Con todo, había algo en la oscuridad de la noche que la hacía mantenerse en guardia: ¿no solían decirle sus maestros que un guerrero siempre debe estar preparado de manera que la muerte, ya fuera la propia o la del adversario, pudiera evitarse al anticiparse a ella?

Llegaron a la nave principal del santuario, donde Shigeko advirtió la figura de su padre, empequeñecida por los altos techos y las gigantescas estatuas de los señores del Cielo, los guardianes del otro mundo. Costaba creer que aquel hombre de aspecto sobrio, sentado con tanta gravedad ante el altar, fuera el mismo contra el que ella había combatido la pasada tarde sobre el suelo de ruiseñor. La embargó una oleada de cariño y respeto hacia Takeo.

Una vez que se hubieron realizado las ofrendas y entonado las oraciones ante el Iluminado, las mujeres se alejaron hacia la izquierda y siguieron ascendiendo la ladera de la montaña hasta el santuario de Kannon, la Misericordiosa. Allí, los guardias se detuvieron a las puertas, pues el acceso al recinto sólo se permitía a las mujeres.

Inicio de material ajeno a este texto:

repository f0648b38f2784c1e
// Copyright (c) 2025 Kirky.X
//
// Licensed under the MIT License
// See LICENSE file in the project root for full license information.

/// 数据库模块
///
/// 提供数据库连接和实体管理功能
/// 包括数据库连接池和实体定义
pub mod connection;
pub mod entities;
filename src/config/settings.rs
// Copyright (c) 2025 Kirky.X
//
// Licensed under the MIT License
// See LICENSE file in the project root for full license information.

use config::{builder::DefaultState, Config, ConfigBuilder, ConfigError, Environment, File};
use serde::Deserialize;
use std::time::Duration;

/// 应用程序配置设置
///
/// 包含数据库、Redis、服务器、外部服务和流水线调度等所有配置项
#[derive(Debug, Clone, Deserialize)]
pub struct Settings {
    /// 数据库配置
    pub database: DatabaseSettings,
    /// Redis配置
    pub redis: RedisSettings,
    /// 服务器配置
    pub server: ServerSettings,
    /// 指标导出配置
    pub metrics: MetricsSettings,
    /// 反查服务配置
    pub reverse_ip: ReverseIpSettings,
    /// LLM配置
    pub llm: LlmSettings,
    /// 消息通道配置
    pub channel: ChannelSettings,
    /// 导出配置
    pub export: ExportSettings,
    /// 流水线配置
    pub pipeline: PipelineSettings,
}

/// 数据库配置设置
#[derive(Debug, Clone, Deserialize)]
pub struct DatabaseSettings {
    /// 数据库连接URL
    pub url: String,
    /// 最大连接数
    pub max_connections: Option<u32>,
    /// 最小连接数
    pub min_connections: Option<u32>,
    /// 连接超时时间（秒）
    pub connect_timeout: Option<u64>,
    /// 空闲连接超时时间（秒）
    pub idle_timeout: Option<u64>,
}

/// Redis配置设置
#[derive(Debug, Clone, Deserialize)]
pub struct RedisSettings {
    /// Redis连接URL
    pub url: String,
}

/// 服务器配置设置
#[derive(Debug, Clone, Deserialize)]
pub struct ServerSettings {
    /// 服务器监听主机地址
    pub host: String,
    /// 服务器监听端口
    pub port: u16,
}

#[derive(Debug, Clone, Deserialize)]
pub struct MetricsSettings {
    pub enabled: bool,
    /// Prometheus 监听地址
    pub listen_addr: String,
}

/// 反查服务配置设置
#[derive(Debug, Clone, Deserialize)]
pub struct ReverseIpSettings {
    pub base_url: String,
    pub api_key: Option<String>,
    /// 远端固定的每页条数
    pub page_size: u64,
    /// 每秒请求上限
    pub requests_per_second: u32,
    pub timeout_secs: u64,
}

/// LLM配置设置
#[derive(Debug, Clone, Deserialize)]
pub struct LlmSettings {
    pub api_base_url: String,
    pub api_key: Option<String>,
    pub model: String,
    pub timeout_secs: u64,
}

/// 消息通道配置设置
#[derive(Debug, Clone, Deserialize)]
pub struct ChannelSettings {
    /// 队列名称
    pub topic: String,
    /// 处理中列表名称
    pub processing_list: String,
    /// 队列为空时的轮询间隔（毫秒）
    pub poll_interval_ms: u64,
    /// 是否启动拉取消费者
    pub consumer_enabled: bool,
}

/// 导出配置设置
#[derive(Debug, Clone, Deserialize)]
pub struct ExportSettings {
    /// 导出目录
    pub output_dir: String,
}

/// 流水线配置设置
#[derive(Debug, Clone, Deserialize)]
pub struct PipelineSettings {
    /// 每次派发读取的 initialize 域名数
    pub polling_batch_size: u64,
    /// 工作池并发上限
    pub max_concurrency: usize,
    /// 混合抓取的页数预算
    pub fetch_quota: u32,
    /// 混合抓取中有界目标所占比例
    pub bounded_ratio: f64,
    /// 无界目标专用抓取的页数预算
    pub unbounded_quota: u32,
    /// 每个原子单元的期限（秒）
    pub unit_timeout_secs: u64,
    /// 派发时首个失败即中止整批
    pub fan_out_fail_fast: bool,
    /// RawPage 保存前截断到的字符数
    pub raw_page_max_chars: usize,
    /// 周期任务间隔（秒），0 表示不启动
    pub schedule_interval_secs: u64,
}

impl PipelineSettings {
    pub fn unit_timeout(&self) -> Duration {
        Duration::from_secs(self.unit_timeout_secs)
    }
}

impl Settings {
    /// 创建新的配置实例
    ///
    /// 依次加载默认值、`config/default`、`config/{APP_ENVIRONMENT}` 和
    /// `LEADRS__` 前缀的环境变量，后者优先。
    ///
    /// # Returns
    ///
    /// * `Ok(Settings)` - 成功加载的配置
    /// * `Err(ConfigError)` - 配置加载失败
    pub fn new() -> Result<Self, ConfigError> {
        let env = std::env::var("APP_ENVIRONMENT").unwrap_or_else(|_| "default".to_string());
        let builder = Self::defaults()?
            .add_source(File::with_name("config/default").required(false))
            .add_source(File::with_name(&format!("config/{}", env)).required(false))
            .add_source(Environment::with_prefix("LEADRS").separator("__"));

        builder.build()?.try_deserialize()
    }

    /// 只包含默认值的配置构建器
    pub fn defaults() -> Result<ConfigBuilder<DefaultState>, ConfigError> {
        Config::builder()
            .set_default("database.url", "postgres://localhost/leadrs")?
            .set_default("database.max_connections", 50)?
            .set_default("database.min_connections", 5)?
            .set_default("database.connect_timeout", 10)?
            .set_default("database.idle_timeout", 300)?
            .set_default("redis.url", "redis://127.0.0.1:6379")?
            .set_default("server.host", "0.0.0.0")?
            .set_default("server.port", 3000)?
            .set_default("metrics.enabled", true)?
            .set_default("metrics.listen_addr", "0.0.0.0:9000")?
            .set_default("reverse_ip.base_url", "https://api.viewdns.info")?
            .set_default("reverse_ip.page_size", 10_000)?
            .set_default("reverse_ip.requests_per_second", 2)?
            .set_default("reverse_ip.timeout_secs", 60)?
            .set_default("llm.api_base_url", "https://api.openai.com/v1")?
            .set_default("llm.model", "gpt-4o-mini")?
            .set_default("llm.timeout_secs", 60)?
            .set_default("channel.topic", "domain-pipeline")?
            .set_default("channel.processing_list", "domain-pipeline:processing")?
            .set_default("channel.poll_interval_ms", 1000)?
            .set_default("channel.consumer_enabled", true)?
            .set_default("export.output_dir", "./exports")?
            .set_default("pipeline.polling_batch_size", 300)?
            .set_default("pipeline.max_concurrency", 20)?
            .set_default("pipeline.fetch_quota", 100)?
            .set_default("pipeline.bounded_ratio", 0.8)?
            .set_default("pipeline.unbounded_quota", 500)?
            .set_default("pipeline.unit_timeout_secs", 120)?
            .set_default("pipeline.fan_out_fail_fast", false)?
            .set_default("pipeline.raw_page_max_chars", 8000)?
            .set_default("pipeline.schedule_interval_secs", 600)
    }
}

Cuando Shigeko se arrodilló sobre el escalón de madera situado frente a la reluciente estatua, Miki agarró a su hermana de la manga.

—Shigeko, ¿qué hace ahí ese hombre? —susurró.

—¿Dónde?

Miki señaló el final de la veranda. Una joven caminaba hacia ellas, al parecer transportando un regalo: se hincó de rodillas frente a Kaede y alargó la bandeja.

—¡No la toques! —indicó Shigeko con un grito—. Miki, ¿cuántos hombres?

—Dos —respondió la gemela también a voces—. ¡Llevan cuchillos!

En ese momento Shigeko los vio. Aparecieron saltando por el aire, desplazándose en dirección a ellas. La muchacha lanzó otro grito de advertencia y sacó el palo.

—¡Van a matar a nuestra madre! —chilló Miki.

Pero Kaede ya se había puesto alerta con el primer grito de su hija mayor y empuñaba su espada. La joven desconocida le lanzó la bandeja a la cara y sacó su propia arma, pero Shizuka, también armada, desvió la estocada haciendo que el cuchillo saliese volando por el aire. Luego se giró para enfrentarse a los hombres. Kaede agarró a la mujer y la arrojó al suelo, donde la inmovilizó.

—Maya, busca dentro de la boca —señaló Shizuka—. ¡No dejes que se trague el veneno!